## [Your objective]
Tell me how many lines of the entries below include the string "values", and give only the number.

#####

impl DownloadCoordinator {
    pub fn new(config: CoordinatorConfig) -> Self {
        let max_active = config.max_active.max(1);
        Self {
            inner: Arc::new(Shared {
                config,
                registry: Mutex::new(Registry {
                    tasks: BTreeMap::new(),
                    active: Vec::new(),
                    waiting: WaitingQueue::new(),
                    removed: Vec::new(),
                    max_active,
                }),
                observers: RwLock::new(Vec::new()),
                next_id: AtomicU64::new(1),
            }),
        }
    }

    pub(crate) fn from_shared(inner: Arc<Shared>) -> Self {
        Self { inner }
    }

    pub fn config(&self) -> &CoordinatorConfig {
        &self.inner.config
    }

    // ------------------------------------------------------------------
    // Enrollment
    // ------------------------------------------------------------------

    /// Enrolls a download into the configured download directory, named
    /// after the source's suggested file name.
    pub fn add<S>(&self, source: S) -> CoordinatorResult<Arc<DownloadTask>>
    where
        S: ConnectionSource + 'static,
    {
        let destination = self
            .inner
            .config
            .download_dir
            .join(source.suggested_file_name());
        self.enroll(Arc::new(source), destination)
    }

    /// Enrolls a download writing to an explicit path.
    pub fn add_to<S>(
        &self,
        source: S,
        destination: impl Into<PathBuf>,
    ) -> CoordinatorResult<Arc<DownloadTask>>
    where
        S: ConnectionSource + 'static,
    {
        self.enroll(Arc::new(source), destination.into())
    }

    /// Enrolls an HTTP download using the configured timeout.
    pub fn add_url(&self, url: &str) -> CoordinatorResult<Arc<DownloadTask>> {
        let source = HttpSource::with_timeout(url, self.inner.config.timeout)?;
        self.add(source)
    }

    fn enroll(
        &self,
        source: Arc<dyn ConnectionSource>,
        destination: PathBuf,
    ) -> CoordinatorResult<Arc<DownloadTask>> {
        let mut registry = self.inner.registry.lock();
        if registry.destination_in_use(&destination) {
            return Err(CoordinatorError::DuplicateDestination(destination));
        }

        let id = DownloadId::new(self.inner.next_id.fetch_add(1, Ordering::SeqCst));
        let settings = TaskSettings {
            chunk_size: self.inner.config.chunk_size.max(1),
            exists_policy: self.inner.config.exists_policy,
        };
        let task = Arc::new(DownloadTask::new(
            id,
            source,
            destination,
            settings,
            Arc::downgrade(&self.inner),
        ));
        for observer in self.inner.observers.read().iter() {
            task.add_listener(Arc::clone(observer));
        }

        registry.tasks.insert(id, Arc::clone(&task));
        registry.waiting.enqueue(id);

        tracing::debug!(
            task = id.get(),
            source = %task.source().describe(),
            destination = %task.destination().display(),
            resume_from = task.downloaded(),
            "Download enrolled"
        );
        Ok(task)
    }

    /// Attaches `observer` to every download enrolled from now on.
    pub fn add_observer(&self, observer: Arc<dyn DownloadObserver>) {
        self.inner.observers.write().push(observer);
    }

    // ------------------------------------------------------------------
    // Verbs
    // ------------------------------------------------------------------

    /// Requests activation of `id`.
    ///
    /// Returns `true` if the download became active. Without a free slot the
    /// request is queued and the download is admitted, in request order, as
    /// soon as a slot frees.
    pub fn download(&self, id: DownloadId) -> bool {
        self.apply(id, |this, registry, task, effects| {
            match task.status().download_target() {
                Some(target) => this.transition(registry, task, target, effects),
                None => false,
            }
        })
    }

    /// Pauses an active download.
    ///
    /// On a download still waiting for a slot this withdraws the pending
    /// request instead; no status change is made.
    pub fn pause(&self, id: DownloadId) -> bool {
        self.apply(id, |this, registry, task, effects| {
            match task.status().pause_target() {
                Some(target) => this.transition(registry, task, target, effects),
                None => {
                    registry.waiting.cancel_request(task.id());
                    false
                }
            }
        })
    }

    /// Stops an active download.
    ///
    /// Like [`pause`](Self::pause), withdraws a pending request otherwise.
    pub fn stop(&self, id: DownloadId) -> bool {
        self.apply(id, |this, registry, task, effects| {
            match task.status().stop_target() {
                Some(target) => this.transition(registry, task, target, effects),
                None => {
                    registry.waiting.cancel_request(task.id());
                    false
                }
            }
        })
    }

    /// Removes a download permanently, stopping it first if active.
    pub fn remove(&self, id: DownloadId) -> bool {
        self.apply(id, |this, registry, task, effects| {
            let mut changed = false;
            for step in task.status().removal_path() {
                if !this.transition(registry, task, step, effects) {
                    break;
                }
                changed = true;
            }
            changed
        })
    }

    /// Changes the active-set capacity.
    ///
    /// Raising it admits waiting requesters at once; lowering it never
    /// interrupts running downloads, the set just drains below the new limit.
    pub fn set_max_active(&self, max_active: usize) {
        let mut effects = Vec::new();
        {
            let mut registry = self.inner.registry.lock();
            registry.max_active = max_active.max(1);
            self.promote(&mut registry, &mut effects);
        }
        self.release(effects);
    }

    /// Stops every active download and withdraws pending requests, then
    /// waits up to `timeout` for all run threads to exit.
    ///
    /// Returns `false` if some run was still in flight at the deadline.
    pub fn shutdown(&self, timeout: Duration) -> bool {
        let deadline = Instant::now() + timeout;
        let mut effects = Vec::new();
        let tasks: Vec<_> = {
            let mut registry = self.inner.registry.lock();
            for id in registry.waiting.requesters() {
                registry.waiting.cancel_request(id);
            }
            let active: Vec<_> = registry
                .active
                .iter()
                .filter_map(|id| registry.tasks.get(id).cloned())
                .collect();
            for task in &active {
                self.transition(&mut registry, task, Status::Inactive, &mut effects);
            }
            registry.tasks.values().cloned().collect()
        };
        self.release(effects);

        tracing::info!(tasks = tasks.len(), "Waiting for downloads to stop");
        tasks.iter().all(|task| {
            task.wait_idle(deadline.saturating_duration_since(Instant::now()))
        })
    }

    // ------------------------------------------------------------------
    // Queries
    // ------------------------------------------------------------------

    pub fn get(&self, id: DownloadId) -> Option<Arc<DownloadTask>> {
        self.inner.registry.lock().tasks.get(&id).cloned()
    }

    /// Every download that has not been removed, in enrollment order.
    pub fn tasks(&self) -> Vec<Arc<DownloadTask>> {
        self.inner
            .registry
            .lock()
            .tasks
            .values()
            .filter(|task| !task.status().is_terminal())
            .cloned()
            .collect()
    }

    pub fn snapshots(&self) -> Vec<DownloadSnapshot> {
        self.tasks().iter().map(|task| task.snapshot()).collect()
    }

    pub fn active_ids(&self) -> Vec<DownloadId> {
        self.inner.registry.lock().active.clone()
    }

    pub fn waiting_ids(&self) -> Vec<DownloadId> {
        self.inner.registry.lock().waiting.ids()
    }

    pub fn removed_ids(&self) -> Vec<DownloadId> {
        self.inner.registry.lock().removed.clone()
    }

    pub fn max_active(&self) -> usize {
        self.inner.registry.lock().max_active
    }

    /// Rank of `id` among downloads waiting for a slot.
    ///
    /// `None` for active, completed and removed downloads, and for waiting
    /// ones that have not asked to be activated.
    pub fn queue_position(&self, id: DownloadId) -> Option<usize> {
        let registry = self.inner.registry.lock();
        let task = registry.tasks.get(&id)?;
        if task.status().is_queueable() {
            registry.waiting.position(id)
        } else {
            None
        }
    }

    /// True when no download is active or waiting for a slot.
    pub fn is_idle(&self) -> bool {
        let registry = self.inner.registry.lock();
        registry.active.is_empty() && registry.waiting.front().is_none()
    }

    // ------------------------------------------------------------------
    // Run reports
    // ------------------------------------------------------------------

    /// Applies the terminal status reported by the run of `epoch`.
    ///
    /// Ignored if the run has been superseded: the task was paused, stopped
    /// or removed, or a newer run was admitted.
    pub(crate) fn finish_run(&self, id: DownloadId, epoch: u64, status: Status) -> bool {
        self.apply(id, |this, registry, task, effects| {
            if task.epoch() != epoch || task.status() != Status::Active {
                tracing::debug!(
                    task = id.get(),
                    epoch,
                    reported = %status,
                    "Ignoring report from superseded run"
                );
                return false;
            }
            this.transition(registry, task, status, effects)
        })
    }

    // ------------------------------------------------------------------
    // Transition engine
    // ------------------------------------------------------------------

    fn apply<F>(&self, id: DownloadId, op: F) -> bool
    where
        F: FnOnce(&Self, &mut Registry, &Arc<DownloadTask>, &mut Vec<Effect>) -> bool,
    {
        let mut effects = Vec::new();
        let changed = {
            let mut registry = self.inner.registry.lock();
            let Some(task) = registry.tasks.get(&id).cloned() else {
                return false;
            };
            op(self, &mut registry, &task, &mut effects)
        };
        self.release(effects);
        changed
    }

    /// Moves `task` to `target` if the table allows it and there is room.
    fn transition(
        &self,
        registry: &mut Registry,
        task: &Arc<DownloadTask>,
        target: Status,
        effects: &mut Vec<Effect>,
    ) -> bool {
        let current = task.status();
        if !transition::is_allowed(current.kind(), target.kind()) {
            return false;
        }

        let id = task.id();
        if target == Status::Active && !registry.has_free_slot() {
            registry.waiting.request(id);
            tracing::debug!(
                task = id.get(),
                position = ?registry.waiting.position(id),
                "No free slot, download queued"
            );
            return false;
        }

        registry.leave(id, &current);
        registry.enter(id, &target);
        task.set_status(target.clone());

        effects.push(Effect::Changed(Arc::clone(task), target.clone()));
        if target == Status::Active {
            effects.push(Effect::Start(Arc::clone(task), task.next_epoch()));
        }

        if current == Status::Active {
            self.promote(registry, effects);
        }
        true
    }

    /// Admits the earliest requesters until the active set is full.
    fn promote(&self, registry: &mut Registry, effects: &mut Vec<Effect>) {
        while registry.has_free_slot() {
            let Some(id) = registry.waiting.front() else {
                break;
            };
            let admitted = match registry.tasks.get(&id).cloned() {
                Some(task) => self.transition(registry, &task, Status::Active, effects),
                None => false,
            };
            if !admitted {
                registry.waiting.cancel_request(id);
            }
        }
    }

    /// Delivers events and starts run threads, in the order they were produced.
    fn release(&self, effects: Vec<Effect>) {
        for effect in effects {
            match effect {
                Effect::Changed(task, status) => {
                    task.notify(&DownloadEvent::StatusChanged {
                        task: &task,
                        status: &status,
                    });
                }
                Effect::Start(task, epoch) => {
                    if let Err(e) = task.start(epoch) {
                        tracing::error!(task = task.id().get(), error = %e, "Failed to spawn download thread");
                        self.finish_run(
                            task.id(),
                            epoch,
                            Status::Error(format!("failed to start download thread: {}", e)),
                        );
                    }
                }
            }
        }
    }
}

#####

## [Answer for the task]
2